Clindamycin is used primarily to treat infections caused by susceptible anaerobic bacteria. Such infections might include infections of the respiratory tract, septicemia and peritonitis. In patients with hypersensitivity to penicillins, clindamycin may be used to treat infections caused by susceptible aerobic bacteria as well. It is also used to treat bone infections caused by Staphylococcus aureus. Topical application of clindamycin phosphate can be used to treat moderate to severe acne.

It is most effective against infections involving the following types of organisms:

Clindamycin is also used occasionally in cases of suspected toxic shock syndrome in combination with a bactericidal agent such as vancomycin. The rationale for this approach is a presumed synergy between the bactericidal antibiotic, which causes the death of the bacteria by breakdown of the cell membrane, and clindamycin, which inhibits toxin synthesis.

Clindamycin has been proven to decrease the risk of preterm births in women diagnosed with bacterial vaginosis during early pregnancy to about a third of the risk of untreated women (Lamont, 2005).

Recently, clindamycin has been found to be useful in skin and soft tissue infections caused by methicillin-resistant Staphylococcus aureus (Daum, 2007).

Available forms

Clindamycin preparations for oral administration include capsules (containing clindamycin hydrochloride) and oral suspensions (containing clindamycin palmitate hydrochloride).
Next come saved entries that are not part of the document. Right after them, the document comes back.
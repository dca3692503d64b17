// Copyright (c) 2025-2026 Adrian Robinson. Licensed under the AGPL-3.0.
// See LICENSE file in the project root for full license text.

//! The server side, as the engine sees it.
//!
//! Two traits split the surface: [`RemoteSource`] is the entity's REST
//! resource (list, fetch by ID, create/update/delete) and
//! [`IntegrityAuthority`] serves the hash endpoints. One server usually
//! implements both, but a cache only needs the authority for validation.

#[cfg(feature = "http")]
pub mod http;
pub mod memory;
pub mod traits;

#[cfg(feature = "http")]
pub use http::HttpRemote;
pub use memory::{FetchMode, IntegrityMode, MemoryAuthority};
pub use traits::{
    AuthorityGlobal, DebugHash, IdRange, IntegrityAuthority, ListParams, Page, RemoteError,
    RemoteSource,
};
// Copyright (c) 2025-2026 Adrian Robinson. Licensed under the AGPL-3.0.
// See LICENSE file in the project root for full license text.

use std::sync::atomic::{AtomicBool, Ordering};
use tracing::{debug, info, instrument, warn};

use super::types::{
    SkipReason, UnhealthyReason, ValidationOutcome, ValidationReport, ValidationStep, Verification,
};
use super::PassError;
use crate::cache::EntityCache;
use crate::merkle::GlobalHash;
use crate::metrics::LatencyTimer;
use crate::remote::ListParams;
use crate::storage::StorageError;

/// Clears the reentrancy flag when a pass ends, however it ends.
struct RunGuard<'a>(&'a AtomicBool);

impl Drop for RunGuard<'_> {
    fn drop(&mut self) {
        self.0.store(false, Ordering::Release);
    }
}

impl EntityCache {
    /// Run one validation pass.
    ///
    /// Never fails: every problem resolves to an outcome in the report and
    /// local data is kept for the next cycle.
    #[instrument(skip(self), fields(table = %self.schema.table_name()))]
    pub async fn validate(&self) -> ValidationReport {
        let table = self.schema.table_name();
        let mut report = ValidationReport::new(table);

        if self
            .validating
            .compare_exchange(false, true, Ordering::AcqRel, Ordering::Acquire)
            .is_err()
        {
            debug!(table, "Validation already running, skipping trigger");
            crate::metrics::record_validation(table, "skipped");
            return report;
        }
        let _guard = RunGuard(&self.validating);
        let _timer = LatencyTimer::new(table);

        report.outcome = if self.ready().await {
            match self.run_pass(&mut report).await {
                Ok(outcome) => outcome,
                Err(e) => e.into_outcome(),
            }
        } else {
            ValidationOutcome::Skipped(SkipReason::StoreUnavailable)
        };

        match report.outcome {
            ValidationOutcome::Healthy => info!(
                table,
                verification = ?report.verification,
                fetched = report.stats.rows_fetched,
                deleted = report.stats.rows_deleted,
                "Validation healthy"
            ),
            ValidationOutcome::Unhealthy(ref reason) => warn!(table, %reason, "Validation unhealthy"),
            ValidationOutcome::Skipped(reason) => debug!(table, %reason, "Validation skipped"),
        }
        crate::metrics::record_validation(table, report.outcome.as_str());
        report
    }

    async fn run_pass(&self, report: &mut ValidationReport) -> Result<ValidationOutcome, PassError> {
        let table = self.schema.table_name();
        let authority_table = self.schema.authority_table();

        // 1. Authority state
        report.step(ValidationStep::FetchAuthority);
        let authority = match self.authority.global(authority_table).await {
            Ok(global) => global,
            Err(e) if e.is_client_error() => {
                info!(table, error = %e, "Integrity endpoints unsupported, ensuring population only");
                return self.ensure_populated(report).await;
            }
            Err(e) => {
                crate::metrics::record_remote_error("integrity_global", e.class());
                return Ok(ValidationOutcome::Unhealthy(UnhealthyReason::AuthorityUnreachable(
                    e.to_string(),
                )));
            }
        };
        let Some(authority_hash) = authority.global_hash else {
            info!(table, "Authority reports no hash, ensuring population only");
            return self.ensure_populated(report).await;
        };

        // 2. Counts first; never hash a table we know is incomplete
        report.step(ValidationStep::CountCheck);
        let local_count = self.local_count().await?;
        crate::metrics::set_local_rows(table, local_count);
        if local_count != authority.row_count {
            info!(table, local = local_count, authority = authority.row_count, "Row count mismatch");
            if self.config.is_large_gap(local_count, authority.row_count) {
                self.full_refetch(report, "large_gap").await?;
            } else {
                report.step(ValidationStep::IdRangeRepair);
                self.repair_id_ranges(report).await?;
            }

            let recount = self.local_count().await?;
            crate::metrics::set_local_rows(table, recount);
            if recount != authority.row_count {
                return Ok(ValidationOutcome::Unhealthy(UnhealthyReason::CountMismatch {
                    local: recount,
                    authority: authority.row_count,
                }));
            }
        }

        // 3. Global hash
        report.step(ValidationStep::GlobalHashCheck);
        report.verification = Verification::Hashes;
        let local = self.local_global_hash().await?;
        if local.global_hash == authority_hash {
            return Ok(ValidationOutcome::Healthy);
        }

        // 4. Targeted block repair
        report.step(ValidationStep::BlockRepair);
        self.repair_blocks(report).await?;

        report.step(ValidationStep::GlobalRecheck);
        let local = self.local_global_hash().await?;
        if local.global_hash == authority_hash {
            Ok(ValidationOutcome::Healthy)
        } else {
            Ok(ValidationOutcome::Unhealthy(UnhealthyReason::HashMismatch {
                local: local.global_hash,
                authority: authority_hash,
            }))
        }
    }

    /// Fetch everything if the local table is empty. Healthy unless the
    /// fetch itself fails.
    async fn ensure_populated(&self, report: &mut ValidationReport) -> Result<ValidationOutcome, PassError> {
        report.step(ValidationStep::EnsurePopulated);
        report.verification = Verification::PopulationOnly;

        if self.local_count().await? == 0 {
            let records = self
                .list_all(ListParams::first_page(self.config.list_page_size))
                .await?;
            let rows = self.rows_from_records(&records);
            let written = self.replace_rows(&rows).await?;
            report.stats.rows_fetched += written;
            crate::metrics::record_repair(self.schema.table_name(), "fetched", written);
            info!(table = %self.schema.table_name(), rows = written, "Populated empty table");
        }
        Ok(ValidationOutcome::Healthy)
    }

    /// Global hash of the current local contents.
    pub(crate) async fn local_global_hash(&self) -> Result<GlobalHash, StorageError> {
        let rows = self.load_rows().await?;
        Ok(self.hasher.table_hash(&self.schema, &rows))
    }
}

#[cfg(test)]
mod tests {
    use super::*;
    use crate::cache::EventBus;
    use crate::config::MirrorConfig;
    use crate::remote::{IntegrityMode, MemoryAuthority};
    use crate::schema::{ColumnDescriptor, EntityDescriptor};
    use crate::storage::LocalStore;
    use serde_json::json;
    use std::sync::Arc;

    fn descriptor() -> EntityDescriptor {
        EntityDescriptor::new("notes", "/api/notes")
            .column(ColumnDescriptor::integer("id").primary_key())
            .column(ColumnDescriptor::text("body"))
    }

    fn setup() -> (Arc<MemoryAuthority>, Arc<EntityCache>) {
        let authority = Arc::new(MemoryAuthority::new());
        authority.register(descriptor()).unwrap();
        let cache = EntityCache::new(
            descriptor(),
            Arc::new(LocalStore::in_memory()),
            authority.clone(),
            authority.clone(),
            Arc::new(MirrorConfig::manual()),
            Arc::new(EventBus::new()),
        )
        .unwrap();
        (authority, cache)
    }

    #[tokio::test]
    async fn test_empty_tables_are_healthy() {
        let (_authority, cache) = setup();
        let report = cache.validate().await;
        assert!(report.is_healthy());
        assert_eq!(report.verification, Verification::Hashes);
        assert!(report.stats.is_empty());
    }

    #[tokio::test]
    async fn test_server_error_keeps_local_data() {
        let (authority, cache) = setup();
        authority.insert("notes", json!({"id": 1, "body": "a"})).unwrap();
        cache.validate().await;
        authority.set_integrity_mode(IntegrityMode::ServerError);

        let report = cache.validate().await;
        assert!(matches!(
            report.outcome,
            ValidationOutcome::Unhealthy(UnhealthyReason::AuthorityUnreachable(_))
        ));
        assert_eq!(cache.count().await.unwrap(), 1);
    }

    #[tokio::test]
    async fn test_no_hash_populates_empty_table() {
        let (authority, cache) = setup();
        authority
            .insert_many("notes", (1..=3).map(|i| json!({"id": i, "body": "x"})))
            .unwrap();
        authority.set_integrity_mode(IntegrityMode::NoHash);

        let report = cache.validate().await;
        assert!(report.is_healthy());
        assert_eq!(report.verification, Verification::PopulationOnly);
        assert_eq!(report.stats.rows_fetched, 3);
        assert!(!report.ran(ValidationStep::GlobalHashCheck));
    }

    #[tokio::test]
    async fn test_concurrent_trigger_is_skipped() {
        let (_authority, cache) = setup();
        cache.validating.store(true, Ordering::SeqCst);
        let report = cache.validate().await;
        assert_eq!(report.outcome, ValidationOutcome::Skipped(SkipReason::AlreadyRunning));
        assert!(report.steps.is_empty());

        cache.validating.store(false, Ordering::SeqCst);
        assert!(cache.validate().await.is_healthy());
        assert!(!cache.is_validating(), "guard released after the pass");
    }

    #[tokio::test]
    async fn test_large_gap_triggers_full_refetch() {
        let (authority, cache) = setup();
        authority
            .insert_many("notes", (1..=20).map(|i| json!({"id": i, "body": "x"})))
            .unwrap();

        let report = cache.validate().await;
        assert!(report.is_healthy());
        assert!(report.ran(ValidationStep::FullRefetch));
        assert!(!report.ran(ValidationStep::IdRangeRepair));
        assert_eq!(report.stats.full_refetches, 1);
        assert_eq!(cache.count().await.unwrap(), 20);
    }
}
It is also available for topical administration, in gel form and in a foam delivery system (both containing clindamycin phosphate), primarily as a prescription acne treatment.

Adverse effects

Common adverse drug reactions (ADRs) associated with clindamycin therapy—found in over 1% of patients—include: diarrhea, pseudomembranous colitis, nausea, vomiting, abdominal pain or cramps, rash, and/or itch. High intravenous doses may cause a metallic taste, and topical application may cause contact dermatitis (Rossi, 2006).

Pseudomembranous colitis is a potentially-lethal condition commonly associated with clindamycin, but which also occurs with other antibiotics. Overgrowth of Clostridium difficile, which is inherently resistant to clindamycin, results in the production of a toxin that causes a range of adverse effects, from diarrhea to colitis and toxic megacolon (Rossi, 2006).

Rarely—in less than 0.1% of patients—clindamycin therapy has been associated with anaphylaxis, blood dyscrasias, polyarthritis, jaundice, raised liver enzymes and/or hepatotoxicity (Rossi, 2006).

Pharmacology

Pharmacokinetics

Approximately 90% of an oral dose of clindamycin is absorbed from the gastrointestinal tract and it is widely distributed throughout the body, excluding the central nervous system. Adequate therapeutic concentrations can be achieved in bone. There is also active uptake into white blood cells, most importantly neutrophils. (Klempner and Styrt, 1981)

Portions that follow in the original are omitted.